La crisis climática ya no es una amenaza abstracta ni una advertencia futurista. Es una emergencia tangible que golpea la vida diaria: afecta la producción agrícola, dispara los precios, agrava la migración interna, pone en riesgo la salud pública y presiona a comunidades que ya enfrentaban desigualdad estructural. Chiapas, Oaxaca, Guerrero y Sonora son hoy testigos del drama: en unos, la tierra se quiebra; en otros, se inunda sin control.
Lo más preocupante es que esta tragedia avanza en medio de una débil estrategia nacional de mitigación y adaptación climática. La falta de inversión sostenida en prevención de desastres, la tala ilegal tolerada por autoridades locales y la politización de los recursos naturales reflejan una omisión criminal del Estado mexicano. Mientras los discursos federales hablan de “soberanía energética” y transición verde, se siguen promoviendo megaproyectos que fragmentan ecosistemas sin garantizar justicia ambiental para las comunidades afectadas.

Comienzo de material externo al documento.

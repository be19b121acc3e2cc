// SPDX-FileCopyrightText: 2025 Semiotic AI, Inc.
//
// SPDX-License-Identifier: Apache-2.0

//! Span creation helpers for sticker-bindings operations.
//!
//! Telemetry is kept apart from the binding logic: each instrumented
//! operation has a span helper here, and the caller attaches it to the
//! future it drives.
//!
//! Usage pattern:
//! ```rust,ignore
//! use tracing::Instrument;
//!
//! let span = spans::contract_call(contract, signature, address);
//! async { /* RPC round trip */ }.instrument(span).await
//! ```

use alloy_primitives::{Address, BlockNumber, U256};
use tracing::{Level, Span};

/// Create span for a read-only contract call.
///
/// Parent: caller's span (catalog operation or user code)
/// Children: transport `rpc_request` span
#[inline]
pub(crate) fn contract_call(contract: &'static str, method: &str, address: Address) -> Span {
    tracing::debug_span!(
        "sticker_bindings.contract_call",
        contract = contract,
        method = method,
        address = %address,
    )
}

/// Create span for sending a transaction.
#[inline]
pub(crate) fn contract_transact(contract: &'static str, method: &str, to: Address) -> Span {
    tracing::span!(
        Level::INFO,
        "sticker_bindings.contract_transact",
        contract = contract,
        method = method,
        to = %to,
    )
}

/// Create span for a gas estimate.
#[inline]
pub(crate) fn estimate_gas(contract: &'static str, method: &str, to: Address) -> Span {
    tracing::debug_span!(
        "sticker_bindings.estimate_gas",
        contract = contract,
        method = method,
        to = %to,
    )
}

/// Create span for one `eth_getLogs` request issued by an event iterator.
///
/// Parent: caller's span
/// Children: transport `rpc_request` span
#[inline]
pub(crate) fn fetch_logs(
    contract: &'static str,
    event: &str,
    from_block: Option<BlockNumber>,
    to_block: Option<BlockNumber>,
) -> Span {
    tracing::debug_span!(
        "sticker_bindings.fetch_logs",
        contract = contract,
        event = event,
        from_block = ?from_block,
        to_block = ?to_block,
    )
}

/// Create span for a log subscription task.
///
/// Lives as long as the watch; every forwarded event is logged inside it.
#[inline]
pub(crate) fn watch_logs(contract: &'static str, event: &'static str, address: Address) -> Span {
    tracing::span!(
        Level::INFO,
        "sticker_bindings.watch_logs",
        contract = contract,
        event = event,
        address = %address,
    )
}

/// Create span for loading one sticker pack.
///
/// Parent: available_packs span, or None when called directly
/// Children: getPackData contract_call span
#[inline]
pub(crate) fn fetch_pack(pack_id: U256) -> Span {
    tracing::debug_span!("sticker_bindings.fetch_pack", pack_id = %pack_id)
}

/// Create span for listing every pack on sale.
///
/// Parent: None (root span for this operation)
/// Children: fetch_pack spans (one per pack)
#[inline]
pub(crate) fn available_packs(market: Address) -> Span {
    tracing::span!(
        Level::INFO,
        "sticker_bindings.available_packs",
        market = %market,
        pack_count = tracing::field::Empty,
    )
}

/// Create span for resolving the packs owned by an account.
#[inline]
pub(crate) fn purchased_pack_ids(account: Address) -> Span {
    tracing::debug_span!(
        "sticker_bindings.purchased_pack_ids",
        account = %account,
        token_count = tracing::field::Empty,
    )
}
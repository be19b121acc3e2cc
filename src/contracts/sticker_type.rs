// SPDX-FileCopyrightText: 2025 Semiotic AI, Inc.
//
// SPDX-License-Identifier: Apache-2.0

//! Binding for the sticker pack registry.
//!
//! `StickerType` is itself an ERC-721 contract: every registered pack is a
//! token owned by its author. On top of that it keeps the pack records
//! (price, donation share, mintability, content hash) and a category index.

use std::ops::Deref;

use alloy_primitives::{Address, Bytes, FixedBytes, TxHash, U256};
use alloy_provider::Provider;
use alloy_rpc_types::Log;
use alloy_sol_types::sol;
use tokio::sync::mpsc;

use crate::abi::ContractKind;
use crate::binding::{
    Binding, BoundContract, CallOpts, EventIterator, EventLog, FilterOpts, TopicRules,
    TransactOpts, WatchHandle, WatchOpts,
};
use crate::config::BindingConfig;
use crate::errors::BindingError;

use super::{Controlled, Erc721Full, TokenClaimer};

sol!(
    #[derive(Debug, PartialEq, Eq)]
    IStickerType,
    "abi/StickerType.json"
);

/// Binding for the `StickerType` pack registry.
#[derive(Debug, Clone)]
pub struct StickerType<P> {
    inner: Erc721Full<P>,
}

impl<P> Deref for StickerType<P> {
    type Target = Erc721Full<P>;

    fn deref(&self) -> &Erc721Full<P> {
        &self.inner
    }
}

impl<P: Provider> Binding for StickerType<P> {
    type Provider = P;

    fn contract(&self) -> &BoundContract<P> {
        self.inner.contract()
    }
}

impl<P: Provider + Clone> StickerType<P> {
    pub fn controlled(&self) -> Controlled<P> {
        Controlled::from_contract(self.contract().clone())
    }

    pub fn token_claimer(&self) -> TokenClaimer<P> {
        TokenClaimer::from_contract(self.contract().clone())
    }
}

impl<P: Provider> StickerType<P> {
    pub fn new(address: Address, provider: P, config: BindingConfig) -> Result<Self, BindingError> {
        let contract = BoundContract::bind(ContractKind::StickerType, address, provider, config)?;
        Ok(Self {
            inner: Erc721Full::from_contract(contract),
        })
    }

    /// Number of packs ever registered. Pack ids run from zero to `count - 1`.
    pub async fn pack_count(&self, opts: &CallOpts) -> Result<U256, BindingError> {
        self.contract()
            .call(opts, &IStickerType::packCountCall {})
            .await
    }

    /// Full record of a pack.
    pub async fn get_pack_data(
        &self,
        opts: &CallOpts,
        pack_id: U256,
    ) -> Result<IStickerType::getPackDataReturn, BindingError> {
        self.contract()
            .call(opts, &IStickerType::getPackDataCall { packId: pack_id })
            .await
    }

    pub async fn get_pack_summary(
        &self,
        opts: &CallOpts,
        pack_id: U256,
    ) -> Result<IStickerType::getPackSummaryReturn, BindingError> {
        self.contract()
            .call(opts, &IStickerType::getPackSummaryCall { packId: pack_id })
            .await
    }

    /// Payment terms of a pack.
    pub async fn get_payment_data(
        &self,
        opts: &CallOpts,
        pack_id: U256,
    ) -> Result<IStickerType::getPaymentDataReturn, BindingError> {
        self.contract()
            .call(opts, &IStickerType::getPaymentDataCall { packId: pack_id })
            .await
    }

    /// The public `packs` mapping.
    pub async fn packs(
        &self,
        opts: &CallOpts,
        pack_id: U256,
    ) -> Result<IStickerType::packsReturn, BindingError> {
        self.contract()
            .call(opts, &IStickerType::packsCall { packId: pack_id })
            .await
    }

    /// Ids of the mintable packs in `category`.
    pub async fn get_available_packs(
        &self,
        opts: &CallOpts,
        category: FixedBytes<4>,
    ) -> Result<Vec<U256>, BindingError> {
        self.contract()
            .call(opts, &IStickerType::getAvailablePacksCall { category })
            .await
    }

    pub async fn get_category_length(
        &self,
        opts: &CallOpts,
        category: FixedBytes<4>,
    ) -> Result<U256, BindingError> {
        self.contract()
            .call(opts, &IStickerType::getCategoryLengthCall { category })
            .await
    }

    pub async fn get_category_pack(
        &self,
        opts: &CallOpts,
        category: FixedBytes<4>,
        index: U256,
    ) -> Result<U256, BindingError> {
        self.contract()
            .call(opts, &IStickerType::getCategoryPackCall { category, index })
            .await
    }

    /// Register a pack without a fee. Controller only.
    pub async fn generate_pack(
        &self,
        opts: &TransactOpts,
        price: U256,
        donate: U256,
        category: Vec<FixedBytes<4>>,
        owner: Address,
        contenthash: Bytes,
    ) -> Result<TxHash, BindingError> {
        self.contract()
            .transact(
                opts,
                &IStickerType::generatePackCall {
                    price,
                    donate,
                    category,
                    owner,
                    contenthash,
                },
            )
            .await
    }

    pub async fn purge_pack(
        &self,
        opts: &TransactOpts,
        pack_id: U256,
        limit: U256,
    ) -> Result<TxHash, BindingError> {
        self.contract()
            .transact(
                opts,
                &IStickerType::purgePackCall {
                    packId: pack_id,
                    limit,
                },
            )
            .await
    }

    pub async fn set_pack_contenthash(
        &self,
        opts: &TransactOpts,
        pack_id: U256,
        contenthash: Bytes,
    ) -> Result<TxHash, BindingError> {
        self.contract()
            .transact(
                opts,
                &IStickerType::setPackContenthashCall {
                    packId: pack_id,
                    contenthash,
                },
            )
            .await
    }

    pub async fn set_pack_price(
        &self,
        opts: &TransactOpts,
        pack_id: U256,
        price: U256,
        donate: U256,
    ) -> Result<TxHash, BindingError> {
        self.contract()
            .transact(
                opts,
                &IStickerType::setPackPriceCall {
                    packId: pack_id,
                    price,
                    donate,
                },
            )
            .await
    }

    pub async fn add_pack_category(
        &self,
        opts: &TransactOpts,
        pack_id: U256,
        category: FixedBytes<4>,
    ) -> Result<TxHash, BindingError> {
        self.contract()
            .transact(
                opts,
                &IStickerType::addPackCategoryCall {
                    packId: pack_id,
                    category,
                },
            )
            .await
    }

    pub async fn remove_pack_category(
        &self,
        opts: &TransactOpts,
        pack_id: U256,
        category: FixedBytes<4>,
    ) -> Result<TxHash, BindingError> {
        self.contract()
            .transact(
                opts,
                &IStickerType::removePackCategoryCall {
                    packId: pack_id,
                    category,
                },
            )
            .await
    }

    /// Allow or stop sales of a pack.
    pub async fn set_pack_state(
        &self,
        opts: &TransactOpts,
        pack_id: U256,
        mintable: bool,
    ) -> Result<TxHash, BindingError> {
        self.contract()
            .transact(
                opts,
                &IStickerType::setPackStateCall {
                    packId: pack_id,
                    mintable,
                },
            )
            .await
    }

    pub async fn filter_register(
        &self,
        opts: &FilterOpts,
        pack_id: &[U256],
    ) -> Result<EventIterator<'_, P, IStickerType::Register>, BindingError> {
        let rules = TopicRules::any().topic1(pack_id);
        self.contract().filter_logs(opts, &rules).await
    }

    pub async fn watch_register(
        &self,
        opts: &WatchOpts,
        sink: mpsc::Sender<EventLog<IStickerType::Register>>,
        pack_id: &[U256],
    ) -> Result<WatchHandle, BindingError> {
        let rules = TopicRules::any().topic1(pack_id);
        self.contract().watch_logs(opts, &rules, sink).await
    }

    pub fn parse_register(&self, log: &Log) -> Result<IStickerType::Register, BindingError> {
        self.contract().parse_log(log)
    }

    pub async fn filter_price_changed(
        &self,
        opts: &FilterOpts,
        pack_id: &[U256],
    ) -> Result<EventIterator<'_, P, IStickerType::PriceChanged>, BindingError> {
        let rules = TopicRules::any().topic1(pack_id);
        self.contract().filter_logs(opts, &rules).await
    }

    pub async fn watch_price_changed(
        &self,
        opts: &WatchOpts,
        sink: mpsc::Sender<EventLog<IStickerType::PriceChanged>>,
        pack_id: &[U256],
    ) -> Result<WatchHandle, BindingError> {
        let rules = TopicRules::any().topic1(pack_id);
        self.contract().watch_logs(opts, &rules, sink).await
    }

    pub fn parse_price_changed(
        &self,
        log: &Log,
    ) -> Result<IStickerType::PriceChanged, BindingError> {
        self.contract().parse_log(log)
    }

    pub async fn filter_mintability_changed(
        &self,
        opts: &FilterOpts,
        pack_id: &[U256],
    ) -> Result<EventIterator<'_, P, IStickerType::MintabilityChanged>, BindingError> {
        let rules = TopicRules::any().topic1(pack_id);
        self.contract().filter_logs(opts, &rules).await
    }

    pub async fn watch_mintability_changed(
        &self,
        opts: &WatchOpts,
        sink: mpsc::Sender<EventLog<IStickerType::MintabilityChanged>>,
        pack_id: &[U256],
    ) -> Result<WatchHandle, BindingError> {
        let rules = TopicRules::any().topic1(pack_id);
        self.contract().watch_logs(opts, &rules, sink).await
    }

    pub fn parse_mintability_changed(
        &self,
        log: &Log,
    ) -> Result<IStickerType::MintabilityChanged, BindingError> {
        self.contract().parse_log(log)
    }

    pub async fn filter_contenthash_changed(
        &self,
        opts: &FilterOpts,
        pack_id: &[U256],
    ) -> Result<EventIterator<'_, P, IStickerType::ContenthashChanged>, BindingError> {
        let rules = TopicRules::any().topic1(pack_id);
        self.contract().filter_logs(opts, &rules).await
    }

    pub async fn watch_contenthash_changed(
        &self,
        opts: &WatchOpts,
        sink: mpsc::Sender<EventLog<IStickerType::ContenthashChanged>>,
        pack_id: &[U256],
    ) -> Result<WatchHandle, BindingError> {
        let rules = TopicRules::any().topic1(pack_id);
        self.contract().watch_logs(opts, &rules, sink).await
    }

    pub fn parse_contenthash_changed(
        &self,
        log: &Log,
    ) -> Result<IStickerType::ContenthashChanged, BindingError> {
        self.contract().parse_log(log)
    }

    pub async fn filter_categorized(
        &self,
        opts: &FilterOpts,
        category: &[FixedBytes<4>],
        pack_id: &[U256],
    ) -> Result<EventIterator<'_, P, IStickerType::Categorized>, BindingError> {
        let rules = TopicRules::any().topic1(category).topic2(pack_id);
        self.contract().filter_logs(opts, &rules).await
    }

    pub async fn watch_categorized(
        &self,
        opts: &WatchOpts,
        sink: mpsc::Sender<EventLog<IStickerType::Categorized>>,
        category: &[FixedBytes<4>],
        pack_id: &[U256],
    ) -> Result<WatchHandle, BindingError> {
        let rules = TopicRules::any().topic1(category).topic2(pack_id);
        self.contract().watch_logs(opts, &rules, sink).await
    }

    pub fn parse_categorized(&self, log: &Log) -> Result<IStickerType::Categorized, BindingError> {
        self.contract().parse_log(log)
    }

    pub async fn filter_uncategorized(
        &self,
        opts: &FilterOpts,
        category: &[FixedBytes<4>],
        pack_id: &[U256],
    ) -> Result<EventIterator<'_, P, IStickerType::Uncategorized>, BindingError> {
        let rules = TopicRules::any().topic1(category).topic2(pack_id);
        self.contract().filter_logs(opts, &rules).await
    }

    pub async fn watch_uncategorized(
        &self,
        opts: &WatchOpts,
        sink: mpsc::Sender<EventLog<IStickerType::Uncategorized>>,
        category: &[FixedBytes<4>],
        pack_id: &[U256],
    ) -> Result<WatchHandle, BindingError> {
        let rules = TopicRules::any().topic1(category).topic2(pack_id);
        self.contract().watch_logs(opts, &rules, sink).await
    }

    pub fn parse_uncategorized(
        &self,
        log: &Log,
    ) -> Result<IStickerType::Uncategorized, BindingError> {
        self.contract().parse_log(log)
    }

    pub async fn filter_unregister(
        &self,
        opts: &FilterOpts,
        pack_id: &[U256],
    ) -> Result<EventIterator<'_, P, IStickerType::Unregister>, BindingError> {
        let rules = TopicRules::any().topic1(pack_id);
        self.contract().filter_logs(opts, &rules).await
    }

    pub async fn watch_unregister(
        &self,
        opts: &WatchOpts,
        sink: mpsc::Sender<EventLog<IStickerType::Unregister>>,
        pack_id: &[U256],
    ) -> Result<WatchHandle, BindingError> {
        let rules = TopicRules::any().topic1(pack_id);
        self.contract().watch_logs(opts, &rules, sink).await
    }

    pub fn parse_unregister(&self, log: &Log) -> Result<IStickerType::Unregister, BindingError> {
        self.contract().parse_log(log)
    }
}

Frente a la omisión institucional, existen voces que destacan el surgimiento de una forma de resistencia desde abajo: brigadas comunitarias que combaten incendios sin equipo adecuado; pueblos indígenas que defienden sus ríos y selvas con la vida; movimientos juveniles que alzan la voz con datos y convicción. Son ellos quienes, desde lo local, están dando la cara ante una emergencia global. Pero no pueden solos.
La situación exige mucho más que paliativos. Se requiere una política ambiental con enfoque territorial, indígena y científico, que deje de ver a la naturaleza como un obstáculo al desarrollo y la entienda como lo que es: la base de toda forma de vida. Es tiempo de gravar con firmeza a quienes contaminan, de detener la urbanización salvaje, de reforestar no por estética sino por subsistencia.
México aún puede corregir el rumbo, pero el reloj avanza. Lo que está en juego no es solo el clima, sino la posibilidad de que nuestros hijos hereden algo más que un territorio devastado. Si la resistencia local está en marcha, falta entonces que el poder nacional la escuche, la apoye y la convierta en política de Estado.